**What to work on**. The expected answer holds every line from the first line of the data below through the line containing "ambiguous backend set.", exactly as written, and no other line.

**Data extracted from a collection**.
===

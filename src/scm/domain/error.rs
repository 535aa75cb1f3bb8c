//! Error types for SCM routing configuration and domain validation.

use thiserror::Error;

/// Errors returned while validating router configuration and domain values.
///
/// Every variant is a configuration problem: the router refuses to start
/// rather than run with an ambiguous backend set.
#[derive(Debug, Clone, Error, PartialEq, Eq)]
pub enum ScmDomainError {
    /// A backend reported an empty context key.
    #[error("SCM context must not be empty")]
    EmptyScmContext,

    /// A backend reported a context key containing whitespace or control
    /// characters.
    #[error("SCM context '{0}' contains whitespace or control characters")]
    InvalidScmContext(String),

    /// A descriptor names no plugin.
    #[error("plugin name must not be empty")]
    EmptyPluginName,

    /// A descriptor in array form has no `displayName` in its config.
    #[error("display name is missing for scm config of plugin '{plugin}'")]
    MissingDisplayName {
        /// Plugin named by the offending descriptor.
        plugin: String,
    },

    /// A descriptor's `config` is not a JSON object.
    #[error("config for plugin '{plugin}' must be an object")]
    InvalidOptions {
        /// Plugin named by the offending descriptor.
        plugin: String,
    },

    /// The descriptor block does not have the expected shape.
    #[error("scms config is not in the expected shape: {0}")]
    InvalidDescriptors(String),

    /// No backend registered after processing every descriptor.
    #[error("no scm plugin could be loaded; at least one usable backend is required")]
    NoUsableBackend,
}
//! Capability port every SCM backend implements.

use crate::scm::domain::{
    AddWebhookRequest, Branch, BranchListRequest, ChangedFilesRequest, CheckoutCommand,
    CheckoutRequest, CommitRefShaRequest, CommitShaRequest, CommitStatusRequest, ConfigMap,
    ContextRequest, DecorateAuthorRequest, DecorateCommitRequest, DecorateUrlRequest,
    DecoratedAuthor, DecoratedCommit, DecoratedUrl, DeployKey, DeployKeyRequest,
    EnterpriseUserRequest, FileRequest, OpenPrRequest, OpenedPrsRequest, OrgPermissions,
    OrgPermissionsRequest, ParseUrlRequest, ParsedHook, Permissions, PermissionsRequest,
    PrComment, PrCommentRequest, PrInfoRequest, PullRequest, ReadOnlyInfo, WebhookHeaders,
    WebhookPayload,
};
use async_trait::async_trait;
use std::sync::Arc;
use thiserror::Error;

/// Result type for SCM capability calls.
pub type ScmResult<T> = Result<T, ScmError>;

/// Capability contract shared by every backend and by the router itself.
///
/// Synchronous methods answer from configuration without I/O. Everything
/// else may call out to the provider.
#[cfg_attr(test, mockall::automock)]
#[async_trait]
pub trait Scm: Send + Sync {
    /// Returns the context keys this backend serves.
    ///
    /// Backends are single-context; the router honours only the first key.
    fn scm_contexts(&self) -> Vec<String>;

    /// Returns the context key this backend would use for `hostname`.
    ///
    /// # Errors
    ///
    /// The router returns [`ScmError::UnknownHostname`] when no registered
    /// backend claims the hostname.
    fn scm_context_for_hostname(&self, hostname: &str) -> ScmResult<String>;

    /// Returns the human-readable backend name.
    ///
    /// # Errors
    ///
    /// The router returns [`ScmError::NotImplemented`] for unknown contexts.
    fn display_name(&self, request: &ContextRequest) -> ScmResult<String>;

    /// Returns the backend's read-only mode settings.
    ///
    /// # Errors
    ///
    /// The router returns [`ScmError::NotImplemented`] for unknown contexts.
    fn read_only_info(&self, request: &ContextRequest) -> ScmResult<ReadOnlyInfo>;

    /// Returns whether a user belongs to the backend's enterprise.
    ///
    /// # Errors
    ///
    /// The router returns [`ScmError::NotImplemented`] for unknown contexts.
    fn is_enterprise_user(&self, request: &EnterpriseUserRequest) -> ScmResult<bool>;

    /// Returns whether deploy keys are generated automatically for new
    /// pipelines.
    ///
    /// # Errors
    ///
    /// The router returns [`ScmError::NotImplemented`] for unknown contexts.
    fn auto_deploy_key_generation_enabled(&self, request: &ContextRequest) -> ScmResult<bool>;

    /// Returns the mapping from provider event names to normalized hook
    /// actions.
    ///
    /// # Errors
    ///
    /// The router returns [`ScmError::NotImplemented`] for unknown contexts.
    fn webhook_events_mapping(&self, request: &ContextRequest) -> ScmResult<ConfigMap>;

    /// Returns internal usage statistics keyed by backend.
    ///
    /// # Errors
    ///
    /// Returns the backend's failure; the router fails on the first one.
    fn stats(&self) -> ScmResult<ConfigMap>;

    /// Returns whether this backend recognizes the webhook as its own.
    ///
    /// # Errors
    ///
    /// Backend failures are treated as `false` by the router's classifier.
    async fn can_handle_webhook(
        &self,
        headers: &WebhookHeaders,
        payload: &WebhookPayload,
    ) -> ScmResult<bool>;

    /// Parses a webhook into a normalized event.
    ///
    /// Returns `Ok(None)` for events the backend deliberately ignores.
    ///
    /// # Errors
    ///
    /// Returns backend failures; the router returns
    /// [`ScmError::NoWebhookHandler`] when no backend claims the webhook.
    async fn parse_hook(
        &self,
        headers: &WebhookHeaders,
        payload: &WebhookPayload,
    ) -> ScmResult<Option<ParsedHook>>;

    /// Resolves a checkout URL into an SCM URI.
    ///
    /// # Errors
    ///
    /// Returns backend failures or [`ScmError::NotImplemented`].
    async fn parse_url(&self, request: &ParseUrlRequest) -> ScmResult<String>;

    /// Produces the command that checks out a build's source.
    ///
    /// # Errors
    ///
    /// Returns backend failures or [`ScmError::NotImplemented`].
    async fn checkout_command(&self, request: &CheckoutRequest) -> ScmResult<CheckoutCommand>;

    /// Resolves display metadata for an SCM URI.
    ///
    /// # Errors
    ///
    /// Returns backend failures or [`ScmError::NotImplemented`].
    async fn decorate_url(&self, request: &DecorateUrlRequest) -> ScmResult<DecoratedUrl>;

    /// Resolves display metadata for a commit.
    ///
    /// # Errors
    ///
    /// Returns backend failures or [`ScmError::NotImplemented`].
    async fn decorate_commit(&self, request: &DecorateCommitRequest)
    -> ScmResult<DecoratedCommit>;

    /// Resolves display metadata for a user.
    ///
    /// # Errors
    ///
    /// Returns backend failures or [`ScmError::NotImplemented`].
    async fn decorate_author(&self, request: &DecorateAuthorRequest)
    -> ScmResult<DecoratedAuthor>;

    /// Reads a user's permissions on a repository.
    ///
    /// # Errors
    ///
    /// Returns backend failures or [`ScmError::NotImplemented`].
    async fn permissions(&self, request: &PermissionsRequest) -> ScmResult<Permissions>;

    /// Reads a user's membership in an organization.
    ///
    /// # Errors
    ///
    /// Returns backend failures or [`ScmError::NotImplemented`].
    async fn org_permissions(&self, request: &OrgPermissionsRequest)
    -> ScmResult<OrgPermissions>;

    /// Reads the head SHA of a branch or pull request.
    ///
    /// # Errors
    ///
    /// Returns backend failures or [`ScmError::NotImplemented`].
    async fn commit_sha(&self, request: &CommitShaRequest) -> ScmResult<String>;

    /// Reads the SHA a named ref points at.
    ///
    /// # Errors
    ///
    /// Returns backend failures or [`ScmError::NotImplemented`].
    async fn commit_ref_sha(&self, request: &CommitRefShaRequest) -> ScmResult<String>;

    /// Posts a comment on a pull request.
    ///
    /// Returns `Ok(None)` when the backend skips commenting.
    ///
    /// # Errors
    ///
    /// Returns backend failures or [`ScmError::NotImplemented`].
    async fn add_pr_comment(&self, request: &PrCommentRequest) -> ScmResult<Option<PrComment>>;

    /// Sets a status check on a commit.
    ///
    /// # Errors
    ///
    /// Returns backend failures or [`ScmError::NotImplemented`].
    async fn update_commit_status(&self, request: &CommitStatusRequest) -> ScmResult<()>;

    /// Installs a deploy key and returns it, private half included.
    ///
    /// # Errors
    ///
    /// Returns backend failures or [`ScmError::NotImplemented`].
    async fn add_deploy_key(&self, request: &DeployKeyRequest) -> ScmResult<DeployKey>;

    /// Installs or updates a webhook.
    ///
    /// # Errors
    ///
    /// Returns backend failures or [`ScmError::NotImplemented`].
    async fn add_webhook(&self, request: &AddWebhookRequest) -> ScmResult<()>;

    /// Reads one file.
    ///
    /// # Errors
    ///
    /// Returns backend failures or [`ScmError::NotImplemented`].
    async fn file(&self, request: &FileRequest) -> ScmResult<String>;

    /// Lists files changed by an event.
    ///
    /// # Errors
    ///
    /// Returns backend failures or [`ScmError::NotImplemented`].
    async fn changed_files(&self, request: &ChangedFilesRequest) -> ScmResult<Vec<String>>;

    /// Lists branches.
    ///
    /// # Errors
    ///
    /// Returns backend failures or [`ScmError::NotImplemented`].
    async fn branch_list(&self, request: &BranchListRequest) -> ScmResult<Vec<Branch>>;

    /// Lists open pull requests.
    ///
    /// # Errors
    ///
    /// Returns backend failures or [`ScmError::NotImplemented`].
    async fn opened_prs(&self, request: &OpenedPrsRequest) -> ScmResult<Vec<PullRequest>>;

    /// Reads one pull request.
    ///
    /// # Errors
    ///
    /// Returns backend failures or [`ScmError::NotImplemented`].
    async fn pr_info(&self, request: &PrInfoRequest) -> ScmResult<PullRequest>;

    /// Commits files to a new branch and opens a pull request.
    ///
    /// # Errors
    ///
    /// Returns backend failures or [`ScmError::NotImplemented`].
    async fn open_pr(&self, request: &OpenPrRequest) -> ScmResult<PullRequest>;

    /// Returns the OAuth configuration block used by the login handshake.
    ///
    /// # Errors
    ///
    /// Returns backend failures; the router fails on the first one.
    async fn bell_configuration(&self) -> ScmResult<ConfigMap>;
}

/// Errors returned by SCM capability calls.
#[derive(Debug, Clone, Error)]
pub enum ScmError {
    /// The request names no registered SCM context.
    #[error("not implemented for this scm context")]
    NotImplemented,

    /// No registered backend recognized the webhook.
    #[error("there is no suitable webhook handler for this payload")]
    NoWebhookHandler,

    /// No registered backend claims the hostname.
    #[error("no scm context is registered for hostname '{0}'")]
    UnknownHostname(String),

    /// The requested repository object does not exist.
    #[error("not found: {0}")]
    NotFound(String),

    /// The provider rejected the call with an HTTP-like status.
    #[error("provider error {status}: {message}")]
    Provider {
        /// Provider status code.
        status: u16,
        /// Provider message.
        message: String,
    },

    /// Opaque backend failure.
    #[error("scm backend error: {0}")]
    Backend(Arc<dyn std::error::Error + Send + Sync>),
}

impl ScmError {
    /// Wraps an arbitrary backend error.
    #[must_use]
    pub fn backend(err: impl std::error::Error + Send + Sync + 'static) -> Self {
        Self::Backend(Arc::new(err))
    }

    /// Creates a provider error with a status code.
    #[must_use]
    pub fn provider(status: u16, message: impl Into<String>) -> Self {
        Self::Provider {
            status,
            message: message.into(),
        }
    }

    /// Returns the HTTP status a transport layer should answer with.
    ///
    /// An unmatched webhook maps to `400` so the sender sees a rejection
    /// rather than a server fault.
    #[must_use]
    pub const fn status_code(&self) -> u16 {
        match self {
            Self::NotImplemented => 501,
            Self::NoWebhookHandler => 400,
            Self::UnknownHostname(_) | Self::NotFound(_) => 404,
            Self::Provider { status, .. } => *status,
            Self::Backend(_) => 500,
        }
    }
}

===

**Result of this task**.
filename src/scm/domain/error.rs
repository 535aa75cb1f3bb8c
//! Error types for SCM routing configuration and domain validation.

use thiserror::Error;

/// Errors returned while validating router configuration and domain values.
///
/// Every variant is a configuration problem: the router refuses to start
/// rather than run with an ambiguous backend set.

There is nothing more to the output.